15 Jan 2016

'Scare-mongering' over new regulations

7:45 pm on 15 January 2016

High school principals are divided over whether independent safety consultants are a solution to deal with anxieties about harsher regulations.

children on jungle gym at a distance

Photo: ( RNZ / Philippa Tolley )

The Secondary School Principals' Association said schools have been inundated with calls from consultants over the last few months, telling them they "could go to jail" when the Health and Safety at Work Act 2015 kicks in on 4 April.

The bill will introduce a due diligence clause to safety laws, mean supervising roles in workplaces - such as school principals - will bear more responsibility when accidents happen.

They also face tougher penalties, which could include up to $600,000 in fines or five years in jail.

Papatoetoe High School principal Peter Gall said there had been a lot of nervousness about the new law change.

"People have been very quick to point out that principals are in the firing line, that they're liable under the new Act, and the penalties are very harsh.

"Understandably people are very anxious about that."

He said there had not been a lot of good information coming from the Ministry of Education about how to deal with the changes.

In its absence, Mr Gall said security firms have been exploiting that uncertainty.

"There's been a bit of scare-mongering going on I have to say.

"When people have rung me up, consultants saying we should have health and safety audits, I just say 'we'll wait and see'."

The calls have alarmed Worksafe New Zealand chief executive Gordon MacDonald, who said principals who already have a good health and safety system in place shouldn't be worried.

"Our position is that if people are doing the right thing now by the existing law the changes they need to make to cope with the new law are probably not that significant.

"But if people aren't complying with the new law, then this is a wake up call for them."

He said principals should be careful not to deal with consultants preying on their fears.

"It's just those sorts of people that we want people to be wary of, and not rush in blindly in seeking their services because they've been told there's dire consequences waiting for them."

Safety consulting firm Securo offers packages to schools, but said it was not calling people.

General manager Frank Taylor said he was aware that other firms had been using that tactic.

"We've heard stories that consultants and new companies are out there marketing this way.

"We haven't been marketing to them directly, we have taken a few calls from schools."

Some schools are answering the calls.

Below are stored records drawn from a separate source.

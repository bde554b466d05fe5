//! Tests for loading custom templates from disk
use std::fs;

use study_notes_validator::validation::Termination;
use study_notes_validator::{validate_document, Config, Document, Template};

const PASSING_NOTES: &str = include_str!("fixtures/passing-notes.md");

fn write_template(dir: &tempfile::TempDir, content: &str) -> std::path::PathBuf {
    let path = dir.path().join("template.toml");
    fs::write(&path, content).expect("write template");
    path
}

#[test]
fn test_custom_limits_change_outcome() {
    let dir = tempfile::tempdir().expect("tempdir");
    let path = write_template(&dir, "[limits]\nmin_topics = 5\nmax_quotes = 2\n");

    let template = Template::from_path(&path).expect("load template");
    assert_eq!(template.limits.min_topics, 5);
    assert_eq!(template.limits.min_timestamps, 5);

    let report = validate_document(&Document::new("study-notes.md", PASSING_NOTES), &template);
    assert_eq!(
        report.errors().collect::<Vec<_>>(),
        vec!["Found 4 topics, need at least 5"]
    );
    assert!(report
        .warnings()
        .any(|w| w == "Found 3 quotes, recommended max is 2"));
}

#[test]
fn test_custom_sections_and_metadata() {
    let dir = tempfile::tempdir().expect("tempdir");
    let path = write_template(
        &dir,
        r#"
[template]
name = "interview-notes"

[[sections]]
name = "Guest Bio"
pattern = '^## Guest Bio\b'

[[metadata]]
name = "Guest"
marker = "**Guest:**"
"#,
    );

    let template = Template::from_path(&path).expect("load template");
    assert_eq!(template.name, "interview-notes");

    let report = validate_document(&Document::new("notes.md", PASSING_NOTES), &template);
    assert_eq!(report.termination, Termination::MissingSections);
    assert_eq!(
        report.errors().collect::<Vec<_>>(),
        vec!["Missing required section: Guest Bio"]
    );

    let with_bio = format!("{}\n## Guest Bio\n\nA guest.\n", PASSING_NOTES);
    let report = validate_document(&Document::new("notes.md", with_bio), &template);
    assert!(report.is_valid());
    assert!(report.warnings().any(|w| w == "Missing metadata: Guest"));
}

#[test]
fn test_dropped_section_keeps_zero_stats() {
    let dir = tempfile::tempdir().expect("tempdir");
    let path = write_template(
        &dir,
        r#"
[[sections]]
name = "Title (H1)"
pattern = "^# .+"
"#,
    );

    let template = Template::from_path(&path).expect("load template");
    let content = "# Just a title\n\n**Podcast:** x **Duration:** y **Date:** z\n";
    let report = validate_document(&Document::new("study-notes.md", content), &template);

    assert!(report.is_valid());
    assert_eq!(report.stats.topics, 0);
    assert_eq!(report.stats.quotes, 0);
    assert_eq!(report.stats.takeaways, 0);
}

#[test]
fn test_relaxed_heading_pattern_checks_matched_body() {
    let dir = tempfile::tempdir().expect("tempdir");
    let path = write_template(
        &dir,
        r#"
[[sections]]
name = "Key Points"
pattern = '^##\s+Key Points\b'
"#,
    );

    let template = Template::from_path(&path).expect("load template");
    let content = "# T\n\n##  Key Points\n\nnothing here\n";
    let report = validate_document(&Document::new("study-notes.md", content), &template);

    assert_eq!(report.termination, Termination::Completed);
    assert!(!report.is_valid());
    assert_eq!(
        report.errors().collect::<Vec<_>>(),
        vec![
            "Found 0 topics, need at least 3",
            "Found 0 timestamps in Key Points, need at least 5",
        ]
    );

    let content = "# T\n\n##  Key Points\n\n### A\n**1:00**\n### B\n**2:00**\n\
                   ### C\n**3:00** **4:00** **5:00**\n";
    let report = validate_document(&Document::new("study-notes.md", content), &template);
    assert!(report.is_valid());
    assert_eq!(report.stats.topics, 3);
    assert_eq!(report.stats.timestamps, 5);
}

#[test]
fn test_invalid_pattern_is_load_error() {
    let dir = tempfile::tempdir().expect("tempdir");
    let path = write_template(&dir, "[[sections]]\nname = \"Broken\"\npattern = \"^## (\"\n");

    let err = Template::from_path(&path).unwrap_err();
    let message = format!("{:#}", err);
    assert!(message.contains("template.toml"));
    assert!(message.contains("'Broken'"));
}

#[test]
fn test_malformed_toml_is_load_error() {
    let dir = tempfile::tempdir().expect("tempdir");
    let path = write_template(&dir, "[limits\nmin_topics = ");

    assert!(Template::from_path(&path).is_err());
}

#[test]
fn test_config_loads_embedded_template_by_default() {
    let template = Config::default().load_template().expect("embedded template");
    assert_eq!(template, Template::embedded());
}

Patrick Walsh, the Secondary School Principals' Association spokesman, said some schools have already spent thousands of dollars engaging consultants.

He said for many principals, it comes down to the issue of workload.

"Although the Ministry of Education has very comprehensive guidelines on their website, and the information is there, it still requires a senior manager to trawl through all of that and put it in place."

"It's very persuasive when a company says we can do all that for you."

A principal at John Paul College, Mr Walsh said he had been offered a deal himself, and would take it to his board of trustees at their next meeting.

He said health and safety was a particular concern for a large school like his.

"We have nearly 1200 students, and we have a very extensive education outside the classroom.

"We think our policy's robust and consistent with the new legislation, but I'm also thinking it's useful to have an independent pair of eyes to go over things."

He said principals did need to be careful about how much they spent on consultants, because ultimately that was money that could be spent on delivering learning programs in school.